Collected data entries:
===============

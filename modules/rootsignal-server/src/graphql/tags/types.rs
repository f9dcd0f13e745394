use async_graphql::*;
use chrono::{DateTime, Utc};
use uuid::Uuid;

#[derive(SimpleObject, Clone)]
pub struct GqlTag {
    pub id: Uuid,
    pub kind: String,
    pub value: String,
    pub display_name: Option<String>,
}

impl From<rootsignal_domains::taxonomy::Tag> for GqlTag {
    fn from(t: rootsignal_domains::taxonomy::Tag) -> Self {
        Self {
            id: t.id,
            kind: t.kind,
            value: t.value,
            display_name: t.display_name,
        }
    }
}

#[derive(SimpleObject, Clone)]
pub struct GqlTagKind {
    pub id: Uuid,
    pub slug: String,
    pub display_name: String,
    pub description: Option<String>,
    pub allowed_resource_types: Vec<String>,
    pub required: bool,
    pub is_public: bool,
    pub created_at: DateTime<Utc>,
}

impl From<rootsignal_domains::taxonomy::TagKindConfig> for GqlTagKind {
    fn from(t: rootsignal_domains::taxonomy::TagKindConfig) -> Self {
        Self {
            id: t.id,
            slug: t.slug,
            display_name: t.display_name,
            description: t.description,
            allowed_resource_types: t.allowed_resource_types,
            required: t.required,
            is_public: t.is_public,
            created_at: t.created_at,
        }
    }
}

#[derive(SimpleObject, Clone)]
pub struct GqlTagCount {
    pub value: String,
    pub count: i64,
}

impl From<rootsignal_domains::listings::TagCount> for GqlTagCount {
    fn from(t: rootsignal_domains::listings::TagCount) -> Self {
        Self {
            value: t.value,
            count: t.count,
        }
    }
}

===============

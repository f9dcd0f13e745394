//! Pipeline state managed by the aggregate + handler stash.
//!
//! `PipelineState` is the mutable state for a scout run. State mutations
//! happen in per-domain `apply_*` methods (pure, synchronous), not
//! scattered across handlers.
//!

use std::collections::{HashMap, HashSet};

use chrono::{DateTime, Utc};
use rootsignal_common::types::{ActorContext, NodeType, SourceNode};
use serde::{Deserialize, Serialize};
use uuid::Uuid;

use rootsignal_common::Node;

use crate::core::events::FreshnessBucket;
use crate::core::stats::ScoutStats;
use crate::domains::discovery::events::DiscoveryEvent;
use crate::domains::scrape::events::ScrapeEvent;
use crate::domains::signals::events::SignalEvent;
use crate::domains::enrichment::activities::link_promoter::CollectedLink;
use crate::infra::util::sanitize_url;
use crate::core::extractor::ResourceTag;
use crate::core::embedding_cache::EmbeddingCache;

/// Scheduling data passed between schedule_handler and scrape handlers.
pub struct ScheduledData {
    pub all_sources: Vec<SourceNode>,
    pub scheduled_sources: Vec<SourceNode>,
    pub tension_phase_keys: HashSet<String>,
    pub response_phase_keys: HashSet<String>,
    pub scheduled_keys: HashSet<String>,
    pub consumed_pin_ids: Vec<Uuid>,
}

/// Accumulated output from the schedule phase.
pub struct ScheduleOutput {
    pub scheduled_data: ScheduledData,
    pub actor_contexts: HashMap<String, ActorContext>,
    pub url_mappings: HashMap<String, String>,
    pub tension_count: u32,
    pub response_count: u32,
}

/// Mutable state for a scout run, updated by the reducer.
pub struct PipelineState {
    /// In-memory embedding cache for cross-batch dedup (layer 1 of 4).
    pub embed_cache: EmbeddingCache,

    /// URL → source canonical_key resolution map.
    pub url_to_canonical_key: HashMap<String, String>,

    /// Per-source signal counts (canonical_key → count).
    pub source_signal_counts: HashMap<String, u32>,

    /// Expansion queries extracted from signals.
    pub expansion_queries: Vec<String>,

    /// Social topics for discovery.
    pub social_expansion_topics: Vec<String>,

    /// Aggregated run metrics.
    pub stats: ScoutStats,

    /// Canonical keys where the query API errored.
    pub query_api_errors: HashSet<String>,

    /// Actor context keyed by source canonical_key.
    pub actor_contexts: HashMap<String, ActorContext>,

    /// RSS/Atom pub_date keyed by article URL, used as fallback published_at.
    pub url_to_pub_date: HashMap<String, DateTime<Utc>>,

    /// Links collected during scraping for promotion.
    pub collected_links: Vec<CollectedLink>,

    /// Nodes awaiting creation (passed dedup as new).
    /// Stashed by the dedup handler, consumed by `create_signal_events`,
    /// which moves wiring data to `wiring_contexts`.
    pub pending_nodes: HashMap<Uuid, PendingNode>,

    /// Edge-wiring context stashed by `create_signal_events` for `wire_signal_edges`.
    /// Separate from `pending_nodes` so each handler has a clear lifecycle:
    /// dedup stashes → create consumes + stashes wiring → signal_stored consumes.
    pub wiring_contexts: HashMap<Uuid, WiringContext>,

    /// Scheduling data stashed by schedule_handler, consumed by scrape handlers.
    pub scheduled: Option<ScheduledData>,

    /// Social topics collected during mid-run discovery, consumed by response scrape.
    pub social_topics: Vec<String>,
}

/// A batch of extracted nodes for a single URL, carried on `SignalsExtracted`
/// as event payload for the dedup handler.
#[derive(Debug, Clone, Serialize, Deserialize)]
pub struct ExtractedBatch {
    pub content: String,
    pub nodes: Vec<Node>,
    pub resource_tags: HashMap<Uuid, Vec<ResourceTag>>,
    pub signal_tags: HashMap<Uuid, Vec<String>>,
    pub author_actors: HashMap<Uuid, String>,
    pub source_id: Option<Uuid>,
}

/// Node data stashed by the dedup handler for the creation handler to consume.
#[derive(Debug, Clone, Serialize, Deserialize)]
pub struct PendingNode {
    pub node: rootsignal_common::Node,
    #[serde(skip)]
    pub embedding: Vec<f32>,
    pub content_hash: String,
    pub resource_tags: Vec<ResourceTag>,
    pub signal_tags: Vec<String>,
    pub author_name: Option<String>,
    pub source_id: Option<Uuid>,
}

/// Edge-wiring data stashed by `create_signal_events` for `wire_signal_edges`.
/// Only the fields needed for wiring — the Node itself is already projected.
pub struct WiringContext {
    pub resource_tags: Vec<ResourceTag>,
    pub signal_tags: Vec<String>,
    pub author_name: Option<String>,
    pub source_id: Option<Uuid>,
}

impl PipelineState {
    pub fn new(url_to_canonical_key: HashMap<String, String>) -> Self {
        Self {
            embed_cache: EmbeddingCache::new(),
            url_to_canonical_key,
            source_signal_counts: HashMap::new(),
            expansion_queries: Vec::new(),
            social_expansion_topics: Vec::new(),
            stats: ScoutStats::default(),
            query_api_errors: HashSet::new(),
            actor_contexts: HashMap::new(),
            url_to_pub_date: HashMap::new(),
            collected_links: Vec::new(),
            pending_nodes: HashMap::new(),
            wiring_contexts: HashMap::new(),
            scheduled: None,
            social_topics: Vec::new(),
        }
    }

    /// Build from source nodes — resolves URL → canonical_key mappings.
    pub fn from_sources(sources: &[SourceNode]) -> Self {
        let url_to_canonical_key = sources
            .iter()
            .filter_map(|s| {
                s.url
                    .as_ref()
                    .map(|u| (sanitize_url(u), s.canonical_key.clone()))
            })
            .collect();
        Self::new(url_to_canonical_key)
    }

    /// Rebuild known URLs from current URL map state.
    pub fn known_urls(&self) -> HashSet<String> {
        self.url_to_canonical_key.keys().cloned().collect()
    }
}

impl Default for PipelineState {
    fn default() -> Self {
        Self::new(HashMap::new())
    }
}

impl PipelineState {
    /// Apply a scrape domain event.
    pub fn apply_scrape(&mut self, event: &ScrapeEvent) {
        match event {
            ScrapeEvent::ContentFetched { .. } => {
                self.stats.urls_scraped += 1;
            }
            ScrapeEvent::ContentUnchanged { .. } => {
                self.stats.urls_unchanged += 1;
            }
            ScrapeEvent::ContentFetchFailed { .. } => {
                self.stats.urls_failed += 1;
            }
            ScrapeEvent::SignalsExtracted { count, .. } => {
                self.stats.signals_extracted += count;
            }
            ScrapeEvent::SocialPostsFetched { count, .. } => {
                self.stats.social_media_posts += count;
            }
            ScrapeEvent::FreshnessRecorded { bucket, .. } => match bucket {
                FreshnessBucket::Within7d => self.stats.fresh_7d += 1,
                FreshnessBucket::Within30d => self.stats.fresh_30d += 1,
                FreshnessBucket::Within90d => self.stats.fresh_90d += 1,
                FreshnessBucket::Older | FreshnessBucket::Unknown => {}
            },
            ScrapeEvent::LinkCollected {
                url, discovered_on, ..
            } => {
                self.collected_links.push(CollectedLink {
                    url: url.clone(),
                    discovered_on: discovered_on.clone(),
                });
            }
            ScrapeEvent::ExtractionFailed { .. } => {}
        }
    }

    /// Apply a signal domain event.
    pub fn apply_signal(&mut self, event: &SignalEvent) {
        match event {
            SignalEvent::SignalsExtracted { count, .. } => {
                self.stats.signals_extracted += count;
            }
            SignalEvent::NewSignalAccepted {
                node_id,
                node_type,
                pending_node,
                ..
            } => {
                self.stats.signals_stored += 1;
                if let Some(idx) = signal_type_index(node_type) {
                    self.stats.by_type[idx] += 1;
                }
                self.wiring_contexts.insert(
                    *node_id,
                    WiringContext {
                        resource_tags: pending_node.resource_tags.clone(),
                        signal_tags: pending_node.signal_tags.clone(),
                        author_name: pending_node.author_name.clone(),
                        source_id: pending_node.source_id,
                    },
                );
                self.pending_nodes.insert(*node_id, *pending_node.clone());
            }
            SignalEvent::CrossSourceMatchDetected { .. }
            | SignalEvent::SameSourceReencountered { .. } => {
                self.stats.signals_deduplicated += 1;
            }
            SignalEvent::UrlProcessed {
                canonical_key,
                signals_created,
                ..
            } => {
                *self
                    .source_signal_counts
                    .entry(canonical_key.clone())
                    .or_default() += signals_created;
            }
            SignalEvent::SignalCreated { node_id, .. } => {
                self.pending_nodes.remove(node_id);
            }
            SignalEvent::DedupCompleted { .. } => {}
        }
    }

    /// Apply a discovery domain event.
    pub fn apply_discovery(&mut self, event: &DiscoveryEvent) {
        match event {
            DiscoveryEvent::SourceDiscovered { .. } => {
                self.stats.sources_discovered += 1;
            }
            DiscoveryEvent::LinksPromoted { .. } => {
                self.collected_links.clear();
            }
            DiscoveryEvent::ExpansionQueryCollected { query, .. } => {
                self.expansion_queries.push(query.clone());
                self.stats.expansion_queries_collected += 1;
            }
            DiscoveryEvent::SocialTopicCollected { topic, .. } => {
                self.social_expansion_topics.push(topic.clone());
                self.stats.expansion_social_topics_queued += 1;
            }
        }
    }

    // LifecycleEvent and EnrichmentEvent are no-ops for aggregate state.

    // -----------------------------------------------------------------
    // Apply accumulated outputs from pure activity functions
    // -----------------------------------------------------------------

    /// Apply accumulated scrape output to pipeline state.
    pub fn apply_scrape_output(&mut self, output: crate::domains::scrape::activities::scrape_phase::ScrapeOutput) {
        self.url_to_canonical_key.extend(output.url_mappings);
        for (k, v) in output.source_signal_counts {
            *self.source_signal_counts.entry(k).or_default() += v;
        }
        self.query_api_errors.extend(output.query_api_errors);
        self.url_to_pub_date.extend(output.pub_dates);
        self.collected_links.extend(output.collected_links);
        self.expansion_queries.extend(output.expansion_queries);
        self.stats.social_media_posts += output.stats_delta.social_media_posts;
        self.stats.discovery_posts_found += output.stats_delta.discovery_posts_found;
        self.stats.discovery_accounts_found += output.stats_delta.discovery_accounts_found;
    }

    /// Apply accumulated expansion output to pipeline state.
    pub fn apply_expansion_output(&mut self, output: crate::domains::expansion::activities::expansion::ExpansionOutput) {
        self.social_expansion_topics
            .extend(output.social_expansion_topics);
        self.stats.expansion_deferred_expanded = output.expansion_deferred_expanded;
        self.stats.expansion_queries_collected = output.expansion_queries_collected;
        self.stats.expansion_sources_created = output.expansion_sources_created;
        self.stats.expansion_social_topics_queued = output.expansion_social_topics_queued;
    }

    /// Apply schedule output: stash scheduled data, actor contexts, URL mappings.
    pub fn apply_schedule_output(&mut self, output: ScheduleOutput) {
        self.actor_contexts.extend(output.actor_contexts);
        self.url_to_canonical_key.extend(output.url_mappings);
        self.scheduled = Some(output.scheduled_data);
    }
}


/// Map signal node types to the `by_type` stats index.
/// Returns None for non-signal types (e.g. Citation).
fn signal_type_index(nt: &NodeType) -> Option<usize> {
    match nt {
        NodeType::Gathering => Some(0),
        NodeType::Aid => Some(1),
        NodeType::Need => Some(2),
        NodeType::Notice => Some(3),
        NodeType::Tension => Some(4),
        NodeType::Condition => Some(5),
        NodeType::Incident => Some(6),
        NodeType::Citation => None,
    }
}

===============

Task requirements
The entries above hold the needed span. Transcribe exactly the lines from the one with "pub struct PipelineState" to the one with "topics for discovery.", both included.

Solution for this exercise
pub struct PipelineState {
    /// In-memory embedding cache for cross-batch dedup (layer 1 of 4).
    pub embed_cache: EmbeddingCache,

    /// URL → source canonical_key resolution map.
    pub url_to_canonical_key: HashMap<String, String>,

    /// Per-source signal counts (canonical_key → count).
    pub source_signal_counts: HashMap<String, u32>,

    /// Expansion queries extracted from signals.
    pub expansion_queries: Vec<String>,

    /// Social topics for discovery.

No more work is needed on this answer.